Thursday, August 25, 2011

Mr. Unavailable #98: The Calm Before the Storm

See From Russia, With No Love, More of the (Exact) Same and Sanity Takes a Turn for the background on this one.

What Happened: Mr. Unavailable #98 and I had become friends. To recap: We’d gone for a midnight snack one Saturday night and he’d admitted he only went for crazy women and had pretty much taken a vow of celibacy. After that, he became a safe fill-in for dateless Saturday nights. The Saturday before he went on a three-week trip to his motherland, I was on my way back from Boston on the Chinatown bus and knew I was headed for a lonely Saturday night, so I texted him:

Me: Midnight snack? On Chinatown bus from Boston.

#98: K

Me: Will u be awake?

#98: I ll be glad to be awake for you

It turned out he was awake but not for me—he had to be awake to give emergency anesthesia to someone else. So I didn't see him. And then he went to Russia.

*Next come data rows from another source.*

use std::path::PathBuf;

use anyhow::Context;
use cardnum::{
    ocr::{RapidOcrBuilder, SessionOptions},
    segment::{SegmentOptions, YoloSegmenter},
    CardReader, MergeOptions,
};
use clap::Parser;
use tracing_subscriber::{fmt::format::FmtSpan, EnvFilter};

/// Read card numbers from photos of payment cards.
#[derive(Debug, Parser)]
#[command(version)]
struct Args {
    /// Images to scan
    #[arg(required = true)]
    images: Vec<PathBuf>,

    /// YOLOv8 segmentation model locating the cards
    #[arg(long)]
    seg_model: PathBuf,

    /// Text detection model
    #[arg(long)]
    det_model: PathBuf,

    /// Text recognition model
    #[arg(long)]
    rec_model: PathBuf,

    /// Character dictionary of the recognition model
    #[arg(long)]
    keys: PathBuf,

    /// Optional text angle classifier
    #[arg(long)]
    cls_model: Option<PathBuf>,

    #[arg(long, default_value_t = 4)]
    threads: usize,

    /// Longest side of the text detector input
    #[arg(long, default_value_t = 960)]
    max_side_len: u32,

    /// Horizontal gap (px) under which fragments are joined
    #[arg(long, default_value_t = 30.0)]
    x_threshold: f32,

    /// Vertical midpoint distance (px) under which fragments are joined
    #[arg(long, default_value_t = 20.0)]
    y_threshold: f32,

    /// Write the rectified card images into this directory
    #[arg(long)]
    save_crops: Option<PathBuf>,
}

fn main() -> anyhow::Result<()> {
    tracing_subscriber::fmt()
        .with_span_events(FmtSpan::CLOSE)
        .with_env_filter(EnvFilter::from_default_env())
        .init();

    let args = Args::parse();

    let session = SessionOptions {
        threads: args.threads,
        ..Default::default()
    };
    let segmenter = YoloSegmenter::init(&args.seg_model, &session, SegmentOptions::default())
        .with_context(|| format!("loading {}", args.seg_model.display()))?;
    let mut ocr = RapidOcrBuilder::new()
        .threads(args.threads)
        .det_model(&args.det_model)
        .rec_model(&args.rec_model, &args.keys)
        .max_side_len(args.max_side_len);
    if let Some(cls_model) = &args.cls_model {
        ocr = ocr.cls_model(cls_model);
    }
    let ocr = ocr.build().context("loading text recognition models")?;

    let reader = CardReader::new(segmenter, ocr).with_merge_options(MergeOptions {
        x_threshold: args.x_threshold,
        y_threshold: args.y_threshold,
    });

    if let Some(dir) = &args.save_crops {
        std::fs::create_dir_all(dir).with_context(|| format!("creating {}", dir.display()))?;
    }

    for path in &args.images {
        let image = image::open(path).with_context(|| format!("opening {}", path.display()))?;

        let cards = reader
            .locate_cards(&image)
            .with_context(|| format!("segmenting {}", path.display()))?;

        if let Some(dir) = &args.save_crops {
            let stem = path
                .file_stem()
                .map_or_else(|| "image".into(), |stem| stem.to_string_lossy());
            for (index, card) in &cards {
                let target = dir.join(format!("{stem}_card{index}.png"));
                card.save(&target)
                    .with_context(|| format!("writing {}", target.display()))?;
            }
        }

        let readings = reader
            .read_located(&cards)
            .with_context(|| format!("reading {}", path.display()))?;
        let numbers = readings
            .iter()
            .filter_map(|reading| reading.number.as_ref())
            .map(|number| number.as_str())
            .collect::<Vec<_>>();
        println!("{}: {}", path.display(), numbers.join(" "));
    }

    Ok(())
}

Four weeks later, my neighborhood became part of Hurricane Irene’s Evacuation Zone C. With potential disaster upon us, I was feeling neighborly, so I called him.

“Are you excited for the hurricane?” I asked.

“No, Mama. Want to meet for coffee? I buy you coffee,” he said.

We met on the corner in front of The Bean. It was Saturday around noon. We sat on the benches talking about his trip and counting down the minutes until the subway closed and the rain began.

“I have to go to the hardware store to get supplies for my hurricane projects,” I said. While everyone else had rushed the grocery stores for food and the hardware stores for emergency supplies, I’d developed a list of things to do in the event of days of boredom: organize my receipts, go through my pile of magazines, do a facemask—or three—whiten my teeth a couple of times and hang Chinese lanterns from my bedroom ceiling. The string was for the latter.

“I go with you to hardware store,” he said. At Ace, he provided moral support for my purchase. Outside, the rain that had started as a drizzle had become a pour. I told #98 that Zoe and I were making camp later and that he should come over and camp out with us. He said OK and then we went our separate ways.

A few hours later, I was in the midst or organizing my receipts (Hurricane Project #3) and Zoe was in the midst of concocting a chef’s salad (Hurricane Project #1) when the wind began hammering against the windows. I texted #98 to check in.

Me: How u doing?

#98: Terrible

Me: Why? Want to come over?

#98: Will you feed me

Me: Yes. We have food. We are making a camp. Want to camp? Jo is making sandwiches

#98: Can I come in a couple of minutes

Me: Yes of course. We are going to start watching movies in a little while. We are in our pajamas so feel free to dress down.

When he walked in about an hour later, we’d pulled out the sofa-bed and were laying around in our granny pajamas eating sandwiches.

“Here, sit here,” I said, patting the bed between me and Zoe.

“Want a sandwich?” Zoe asked. She gave him one of her melted cheese-and-British surprise sandwiches.

“This is a tiny sandwich. Five of these are a real sandwich,” he said. I may have forgotten to mention, playing the curmudgeon was part of his shtick, so this complaint—and every one that came before and went after—went ignored.

Then he ate the sandwich. “I’m still hungry,” he said.

“We have ice cream…crackers…cheese…grapes…” We offered him everything. Because we were prepared to cater to the curmudgeon's demands, he politely declined.

The curmudgeon went away for a little while but then reappeared with Hurricane Project #5: Watching a movie.

“This movie so slow,” he said about 20 minutes into it.

“It’s lit terribly,” Zoe agreed.

“Do you guys want to put something else on?” I asked.

They both shook their heads.

A few minutes later, #98 said he had to go.

“Thank you so much, ladies, for the hospitality,” he said.

“Call us later if you get scared,” I said.

After he left, Zoe said, “You should have seen the look on his face when he walked in. He didn’t know what to make of it. He thought he was going to get lucky. And the way he looked at you…he definitely wants to know.”

Signs of Hope: He wants to know.

Red Flags: It seems he’s wanted to know for a while now but has never done anything about it.

Turning Point: When he came over to hang out. Having Zoe there as chaperone would have been the only time it would have ever been safe for him to come over.

Diagnosis: For Him: Still unavailable.
For Me: I think I’d be afraid to be available to him.